# Problem
Report every line of the data that includes "parmx".

Collected data entries
☆ ☆ ☆ ☆

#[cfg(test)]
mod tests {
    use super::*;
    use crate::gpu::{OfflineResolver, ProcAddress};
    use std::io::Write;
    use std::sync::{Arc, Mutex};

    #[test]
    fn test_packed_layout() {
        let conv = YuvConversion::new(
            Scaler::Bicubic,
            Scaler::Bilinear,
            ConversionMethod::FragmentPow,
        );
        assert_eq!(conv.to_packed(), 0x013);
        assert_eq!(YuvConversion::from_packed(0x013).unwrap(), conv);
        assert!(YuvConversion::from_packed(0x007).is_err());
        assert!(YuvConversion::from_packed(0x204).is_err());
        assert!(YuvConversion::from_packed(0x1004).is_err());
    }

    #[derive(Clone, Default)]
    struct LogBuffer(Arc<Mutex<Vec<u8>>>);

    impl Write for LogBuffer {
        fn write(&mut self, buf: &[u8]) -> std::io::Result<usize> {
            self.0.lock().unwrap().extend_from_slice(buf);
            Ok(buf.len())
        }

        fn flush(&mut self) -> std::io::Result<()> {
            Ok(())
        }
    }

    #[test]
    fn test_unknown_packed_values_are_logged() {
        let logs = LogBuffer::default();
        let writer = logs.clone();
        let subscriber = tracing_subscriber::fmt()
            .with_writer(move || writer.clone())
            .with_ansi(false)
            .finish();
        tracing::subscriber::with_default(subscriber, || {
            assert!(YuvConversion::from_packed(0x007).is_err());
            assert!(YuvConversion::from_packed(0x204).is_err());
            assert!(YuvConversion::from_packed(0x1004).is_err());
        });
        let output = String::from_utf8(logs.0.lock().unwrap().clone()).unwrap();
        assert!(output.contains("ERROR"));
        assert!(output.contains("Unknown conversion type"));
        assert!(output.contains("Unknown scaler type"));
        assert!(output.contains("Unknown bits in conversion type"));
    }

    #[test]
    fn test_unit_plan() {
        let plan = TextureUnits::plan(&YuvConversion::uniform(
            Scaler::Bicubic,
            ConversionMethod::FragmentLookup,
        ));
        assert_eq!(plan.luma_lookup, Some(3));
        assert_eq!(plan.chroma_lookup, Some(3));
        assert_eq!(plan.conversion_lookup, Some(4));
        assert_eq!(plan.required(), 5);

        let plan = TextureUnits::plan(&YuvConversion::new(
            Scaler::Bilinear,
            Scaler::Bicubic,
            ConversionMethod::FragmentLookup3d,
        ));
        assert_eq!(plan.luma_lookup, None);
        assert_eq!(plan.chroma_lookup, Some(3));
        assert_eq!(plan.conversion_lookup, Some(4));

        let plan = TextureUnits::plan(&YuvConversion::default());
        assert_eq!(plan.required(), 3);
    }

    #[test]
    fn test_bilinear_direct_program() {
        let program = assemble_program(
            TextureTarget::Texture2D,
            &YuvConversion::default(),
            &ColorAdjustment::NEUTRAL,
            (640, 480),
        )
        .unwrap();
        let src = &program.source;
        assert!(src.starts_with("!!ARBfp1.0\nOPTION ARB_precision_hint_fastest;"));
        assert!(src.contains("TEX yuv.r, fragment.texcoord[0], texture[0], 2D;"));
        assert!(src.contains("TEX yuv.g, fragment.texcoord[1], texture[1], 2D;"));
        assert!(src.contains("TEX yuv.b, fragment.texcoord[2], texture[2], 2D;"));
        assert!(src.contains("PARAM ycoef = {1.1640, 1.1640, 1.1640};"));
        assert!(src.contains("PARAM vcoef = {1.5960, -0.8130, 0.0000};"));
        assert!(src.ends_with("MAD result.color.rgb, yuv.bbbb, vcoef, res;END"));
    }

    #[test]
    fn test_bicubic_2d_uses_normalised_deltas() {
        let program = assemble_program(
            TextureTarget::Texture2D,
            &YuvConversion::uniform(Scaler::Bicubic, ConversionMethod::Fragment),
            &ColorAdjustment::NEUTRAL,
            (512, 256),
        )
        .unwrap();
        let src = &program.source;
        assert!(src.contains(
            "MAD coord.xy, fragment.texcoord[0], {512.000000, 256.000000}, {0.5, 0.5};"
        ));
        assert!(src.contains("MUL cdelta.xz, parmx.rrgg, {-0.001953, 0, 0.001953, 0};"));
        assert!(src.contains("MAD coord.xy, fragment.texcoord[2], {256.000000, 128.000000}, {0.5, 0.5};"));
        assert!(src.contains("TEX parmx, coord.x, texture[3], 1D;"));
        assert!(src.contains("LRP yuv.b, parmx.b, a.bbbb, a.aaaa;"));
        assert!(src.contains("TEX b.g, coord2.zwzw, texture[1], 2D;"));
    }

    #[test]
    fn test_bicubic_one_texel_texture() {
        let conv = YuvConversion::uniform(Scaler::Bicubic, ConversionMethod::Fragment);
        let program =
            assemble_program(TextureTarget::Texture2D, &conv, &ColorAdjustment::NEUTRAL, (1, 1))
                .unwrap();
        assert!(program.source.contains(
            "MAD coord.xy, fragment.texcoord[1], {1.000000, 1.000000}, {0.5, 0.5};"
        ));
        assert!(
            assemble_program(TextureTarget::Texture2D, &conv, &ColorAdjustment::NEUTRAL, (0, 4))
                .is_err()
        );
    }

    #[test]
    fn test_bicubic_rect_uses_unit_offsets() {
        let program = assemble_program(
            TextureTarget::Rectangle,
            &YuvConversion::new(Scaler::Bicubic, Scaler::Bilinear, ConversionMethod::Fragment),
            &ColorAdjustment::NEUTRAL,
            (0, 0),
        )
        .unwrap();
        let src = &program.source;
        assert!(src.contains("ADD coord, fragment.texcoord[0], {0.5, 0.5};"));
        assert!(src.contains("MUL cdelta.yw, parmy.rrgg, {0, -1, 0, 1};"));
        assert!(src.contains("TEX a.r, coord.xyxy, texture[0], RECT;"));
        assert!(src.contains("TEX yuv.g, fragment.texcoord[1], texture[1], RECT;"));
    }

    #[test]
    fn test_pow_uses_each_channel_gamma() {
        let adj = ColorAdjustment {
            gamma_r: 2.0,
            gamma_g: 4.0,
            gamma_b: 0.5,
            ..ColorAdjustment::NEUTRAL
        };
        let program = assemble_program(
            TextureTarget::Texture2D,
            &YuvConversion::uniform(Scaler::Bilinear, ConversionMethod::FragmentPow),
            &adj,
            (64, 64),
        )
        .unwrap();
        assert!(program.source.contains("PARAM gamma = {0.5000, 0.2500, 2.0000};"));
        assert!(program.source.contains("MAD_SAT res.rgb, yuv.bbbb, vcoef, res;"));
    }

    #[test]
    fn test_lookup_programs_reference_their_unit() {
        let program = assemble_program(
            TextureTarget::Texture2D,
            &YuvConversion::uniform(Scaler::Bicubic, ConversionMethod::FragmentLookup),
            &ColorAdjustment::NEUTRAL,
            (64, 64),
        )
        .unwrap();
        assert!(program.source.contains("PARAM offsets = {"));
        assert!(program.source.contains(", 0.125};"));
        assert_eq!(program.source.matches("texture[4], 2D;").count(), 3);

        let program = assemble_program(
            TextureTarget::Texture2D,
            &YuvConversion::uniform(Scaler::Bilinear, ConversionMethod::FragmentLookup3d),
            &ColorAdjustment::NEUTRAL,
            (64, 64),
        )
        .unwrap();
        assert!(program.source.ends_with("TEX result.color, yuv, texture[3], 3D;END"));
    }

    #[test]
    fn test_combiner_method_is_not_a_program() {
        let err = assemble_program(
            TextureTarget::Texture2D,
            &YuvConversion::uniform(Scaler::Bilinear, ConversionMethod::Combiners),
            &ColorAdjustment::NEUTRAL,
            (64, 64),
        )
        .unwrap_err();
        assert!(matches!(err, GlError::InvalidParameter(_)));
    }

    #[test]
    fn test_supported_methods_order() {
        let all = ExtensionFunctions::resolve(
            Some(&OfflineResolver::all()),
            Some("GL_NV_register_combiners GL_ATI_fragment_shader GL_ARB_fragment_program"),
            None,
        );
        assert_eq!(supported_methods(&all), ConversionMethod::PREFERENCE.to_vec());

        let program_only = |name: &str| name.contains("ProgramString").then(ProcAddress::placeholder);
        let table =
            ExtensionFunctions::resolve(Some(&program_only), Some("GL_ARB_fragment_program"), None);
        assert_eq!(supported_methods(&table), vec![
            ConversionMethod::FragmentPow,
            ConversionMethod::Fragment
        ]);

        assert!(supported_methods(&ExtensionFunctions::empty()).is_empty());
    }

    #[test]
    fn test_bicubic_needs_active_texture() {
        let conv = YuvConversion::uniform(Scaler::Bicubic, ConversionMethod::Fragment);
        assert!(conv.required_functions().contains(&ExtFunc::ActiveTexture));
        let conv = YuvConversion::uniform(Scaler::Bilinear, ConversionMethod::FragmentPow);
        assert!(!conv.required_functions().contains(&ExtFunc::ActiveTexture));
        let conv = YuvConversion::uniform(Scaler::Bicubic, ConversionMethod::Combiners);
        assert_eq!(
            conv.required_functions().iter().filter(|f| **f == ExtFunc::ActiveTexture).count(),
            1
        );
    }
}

☆ ☆ ☆ ☆

# Expected output
        assert!(src.contains("MUL cdelta.xz, parmx.rrgg, {-0.001953, 0, 0.001953, 0};"));
        assert!(src.contains("TEX parmx, coord.x, texture[3], 1D;"));
        assert!(src.contains("LRP yuv.b, parmx.b, a.bbbb, a.aaaa;"));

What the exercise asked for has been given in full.